Stored data:
━━━━━━━━━━━━━━━━━━━━━━━━━━━━━━

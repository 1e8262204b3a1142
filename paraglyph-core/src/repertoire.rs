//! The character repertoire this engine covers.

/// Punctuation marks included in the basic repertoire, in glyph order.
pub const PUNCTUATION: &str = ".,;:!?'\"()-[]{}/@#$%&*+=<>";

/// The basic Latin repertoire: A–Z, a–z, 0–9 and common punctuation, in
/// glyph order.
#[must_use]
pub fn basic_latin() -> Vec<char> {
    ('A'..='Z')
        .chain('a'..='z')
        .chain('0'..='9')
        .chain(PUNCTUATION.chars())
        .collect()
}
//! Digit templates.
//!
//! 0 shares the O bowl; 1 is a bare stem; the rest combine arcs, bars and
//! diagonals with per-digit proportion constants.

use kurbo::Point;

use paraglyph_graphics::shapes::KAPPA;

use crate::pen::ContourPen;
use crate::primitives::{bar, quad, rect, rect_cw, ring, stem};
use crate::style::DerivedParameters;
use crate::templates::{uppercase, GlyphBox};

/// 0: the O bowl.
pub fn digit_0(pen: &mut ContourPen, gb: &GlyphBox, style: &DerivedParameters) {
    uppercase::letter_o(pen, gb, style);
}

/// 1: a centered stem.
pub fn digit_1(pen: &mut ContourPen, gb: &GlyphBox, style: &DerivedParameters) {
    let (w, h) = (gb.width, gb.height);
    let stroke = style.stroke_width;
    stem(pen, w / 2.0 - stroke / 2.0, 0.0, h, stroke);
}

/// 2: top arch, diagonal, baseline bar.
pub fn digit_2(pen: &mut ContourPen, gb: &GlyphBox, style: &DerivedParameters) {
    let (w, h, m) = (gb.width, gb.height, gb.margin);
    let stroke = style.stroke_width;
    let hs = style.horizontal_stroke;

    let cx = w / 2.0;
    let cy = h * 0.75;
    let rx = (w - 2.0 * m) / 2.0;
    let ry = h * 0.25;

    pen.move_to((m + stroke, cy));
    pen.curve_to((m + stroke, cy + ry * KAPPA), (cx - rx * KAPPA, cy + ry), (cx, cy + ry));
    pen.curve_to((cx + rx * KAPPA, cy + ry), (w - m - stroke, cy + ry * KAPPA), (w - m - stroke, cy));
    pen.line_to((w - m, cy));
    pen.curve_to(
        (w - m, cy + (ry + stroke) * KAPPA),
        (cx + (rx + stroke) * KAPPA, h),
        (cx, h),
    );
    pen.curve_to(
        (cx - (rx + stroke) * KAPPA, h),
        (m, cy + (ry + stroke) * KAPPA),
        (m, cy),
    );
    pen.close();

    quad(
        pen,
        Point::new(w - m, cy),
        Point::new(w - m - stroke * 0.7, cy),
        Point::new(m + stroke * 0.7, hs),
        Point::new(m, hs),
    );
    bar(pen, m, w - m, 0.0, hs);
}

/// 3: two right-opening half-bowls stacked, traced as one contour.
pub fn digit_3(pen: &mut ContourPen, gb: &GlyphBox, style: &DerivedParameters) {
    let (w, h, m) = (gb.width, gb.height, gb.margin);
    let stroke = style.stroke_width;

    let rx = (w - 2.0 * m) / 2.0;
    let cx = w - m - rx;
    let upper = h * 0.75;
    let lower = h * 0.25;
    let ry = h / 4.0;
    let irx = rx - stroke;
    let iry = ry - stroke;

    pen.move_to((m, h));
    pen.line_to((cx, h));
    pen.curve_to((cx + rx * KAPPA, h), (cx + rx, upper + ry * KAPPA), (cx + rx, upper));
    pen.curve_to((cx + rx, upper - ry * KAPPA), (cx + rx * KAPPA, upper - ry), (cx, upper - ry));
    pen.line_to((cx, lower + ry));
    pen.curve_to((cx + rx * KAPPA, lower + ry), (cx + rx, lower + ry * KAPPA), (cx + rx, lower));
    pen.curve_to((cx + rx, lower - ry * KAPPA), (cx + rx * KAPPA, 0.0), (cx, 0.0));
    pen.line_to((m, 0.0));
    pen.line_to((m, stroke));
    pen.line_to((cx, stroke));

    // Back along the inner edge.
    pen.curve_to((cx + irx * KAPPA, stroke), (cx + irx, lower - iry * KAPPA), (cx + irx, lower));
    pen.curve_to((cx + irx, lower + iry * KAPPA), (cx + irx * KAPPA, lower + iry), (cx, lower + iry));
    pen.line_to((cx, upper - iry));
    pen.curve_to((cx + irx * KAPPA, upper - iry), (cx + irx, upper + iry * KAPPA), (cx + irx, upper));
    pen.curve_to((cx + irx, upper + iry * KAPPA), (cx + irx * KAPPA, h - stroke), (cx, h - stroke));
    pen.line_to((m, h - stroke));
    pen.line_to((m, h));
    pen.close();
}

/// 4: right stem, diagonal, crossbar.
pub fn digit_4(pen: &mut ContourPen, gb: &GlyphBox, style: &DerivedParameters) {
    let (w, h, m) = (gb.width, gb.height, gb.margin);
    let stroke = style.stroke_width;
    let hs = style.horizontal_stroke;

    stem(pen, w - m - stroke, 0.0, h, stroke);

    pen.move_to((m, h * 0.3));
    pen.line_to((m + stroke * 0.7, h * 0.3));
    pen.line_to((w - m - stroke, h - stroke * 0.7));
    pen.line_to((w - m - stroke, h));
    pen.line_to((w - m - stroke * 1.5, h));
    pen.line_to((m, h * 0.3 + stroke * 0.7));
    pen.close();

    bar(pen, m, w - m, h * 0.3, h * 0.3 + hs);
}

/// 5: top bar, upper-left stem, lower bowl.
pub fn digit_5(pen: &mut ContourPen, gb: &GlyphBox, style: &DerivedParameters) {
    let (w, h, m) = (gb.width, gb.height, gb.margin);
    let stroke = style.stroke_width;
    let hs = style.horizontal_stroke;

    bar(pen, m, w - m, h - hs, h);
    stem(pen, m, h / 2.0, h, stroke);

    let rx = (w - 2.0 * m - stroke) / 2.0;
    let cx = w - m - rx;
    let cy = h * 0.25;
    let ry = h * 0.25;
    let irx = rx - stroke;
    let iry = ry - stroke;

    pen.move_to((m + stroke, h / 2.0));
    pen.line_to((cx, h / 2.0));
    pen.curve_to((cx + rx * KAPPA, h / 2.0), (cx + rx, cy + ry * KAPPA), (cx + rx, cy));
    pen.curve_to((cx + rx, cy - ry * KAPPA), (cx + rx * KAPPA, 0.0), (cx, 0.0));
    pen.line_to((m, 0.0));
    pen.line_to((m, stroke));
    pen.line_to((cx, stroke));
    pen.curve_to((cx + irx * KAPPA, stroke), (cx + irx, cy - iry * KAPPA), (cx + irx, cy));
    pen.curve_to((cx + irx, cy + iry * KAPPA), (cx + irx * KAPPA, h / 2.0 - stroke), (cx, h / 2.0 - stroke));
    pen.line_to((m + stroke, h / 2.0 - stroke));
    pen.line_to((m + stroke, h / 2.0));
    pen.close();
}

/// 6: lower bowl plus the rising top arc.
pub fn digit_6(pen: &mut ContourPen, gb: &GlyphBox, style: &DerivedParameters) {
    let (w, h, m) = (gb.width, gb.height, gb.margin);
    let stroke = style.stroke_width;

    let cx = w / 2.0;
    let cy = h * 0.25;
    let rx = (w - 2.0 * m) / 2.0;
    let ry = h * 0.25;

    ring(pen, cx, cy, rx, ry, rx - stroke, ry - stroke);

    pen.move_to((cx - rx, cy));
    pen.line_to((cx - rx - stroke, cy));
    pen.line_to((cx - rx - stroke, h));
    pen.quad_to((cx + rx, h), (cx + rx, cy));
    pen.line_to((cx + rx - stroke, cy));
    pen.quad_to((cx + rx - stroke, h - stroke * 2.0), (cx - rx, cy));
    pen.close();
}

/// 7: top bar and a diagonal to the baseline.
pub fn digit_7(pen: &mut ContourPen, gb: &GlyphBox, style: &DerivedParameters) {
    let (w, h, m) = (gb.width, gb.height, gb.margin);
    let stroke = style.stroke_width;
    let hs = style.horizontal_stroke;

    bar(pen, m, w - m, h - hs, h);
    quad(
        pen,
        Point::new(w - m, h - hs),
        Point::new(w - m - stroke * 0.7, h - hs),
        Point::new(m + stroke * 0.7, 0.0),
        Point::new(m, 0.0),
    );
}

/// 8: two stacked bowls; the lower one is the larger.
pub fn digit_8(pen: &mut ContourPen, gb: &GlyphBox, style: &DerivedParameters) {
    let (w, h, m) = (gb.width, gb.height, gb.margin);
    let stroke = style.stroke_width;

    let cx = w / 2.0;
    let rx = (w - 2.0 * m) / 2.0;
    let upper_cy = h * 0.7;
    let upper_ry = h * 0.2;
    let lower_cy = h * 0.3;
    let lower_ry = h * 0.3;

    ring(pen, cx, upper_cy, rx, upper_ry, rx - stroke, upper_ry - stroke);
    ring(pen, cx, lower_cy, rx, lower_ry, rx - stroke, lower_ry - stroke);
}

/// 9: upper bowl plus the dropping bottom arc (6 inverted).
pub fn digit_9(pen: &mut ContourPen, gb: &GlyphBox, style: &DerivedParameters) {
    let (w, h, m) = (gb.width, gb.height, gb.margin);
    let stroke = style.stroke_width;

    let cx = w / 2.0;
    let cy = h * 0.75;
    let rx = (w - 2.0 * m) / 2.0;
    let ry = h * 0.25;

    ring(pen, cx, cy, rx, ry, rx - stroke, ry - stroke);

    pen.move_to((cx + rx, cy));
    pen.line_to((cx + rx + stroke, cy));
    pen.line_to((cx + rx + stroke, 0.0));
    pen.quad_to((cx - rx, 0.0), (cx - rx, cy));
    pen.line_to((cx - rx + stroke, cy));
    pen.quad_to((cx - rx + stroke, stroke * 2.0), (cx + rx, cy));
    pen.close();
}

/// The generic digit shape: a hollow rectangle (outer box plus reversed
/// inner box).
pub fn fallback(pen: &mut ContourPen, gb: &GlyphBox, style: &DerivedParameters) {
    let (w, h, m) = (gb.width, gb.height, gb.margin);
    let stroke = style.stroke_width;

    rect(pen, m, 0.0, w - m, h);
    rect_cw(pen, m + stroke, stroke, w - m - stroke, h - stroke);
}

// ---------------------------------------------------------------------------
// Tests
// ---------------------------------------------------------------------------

━━━━━━━━━━━━━━━━━━━━━━━━━━━━━━

» **Directions**
For every line above that has "repertoire" in it, copy the line.

» **Result**
filename paraglyph-core/src/repertoire.rs
//! The character repertoire this engine covers.
/// Punctuation marks included in the basic repertoire, in glyph order.
/// The basic Latin repertoire: A–Z, a–z, 0–9 and common punctuation, in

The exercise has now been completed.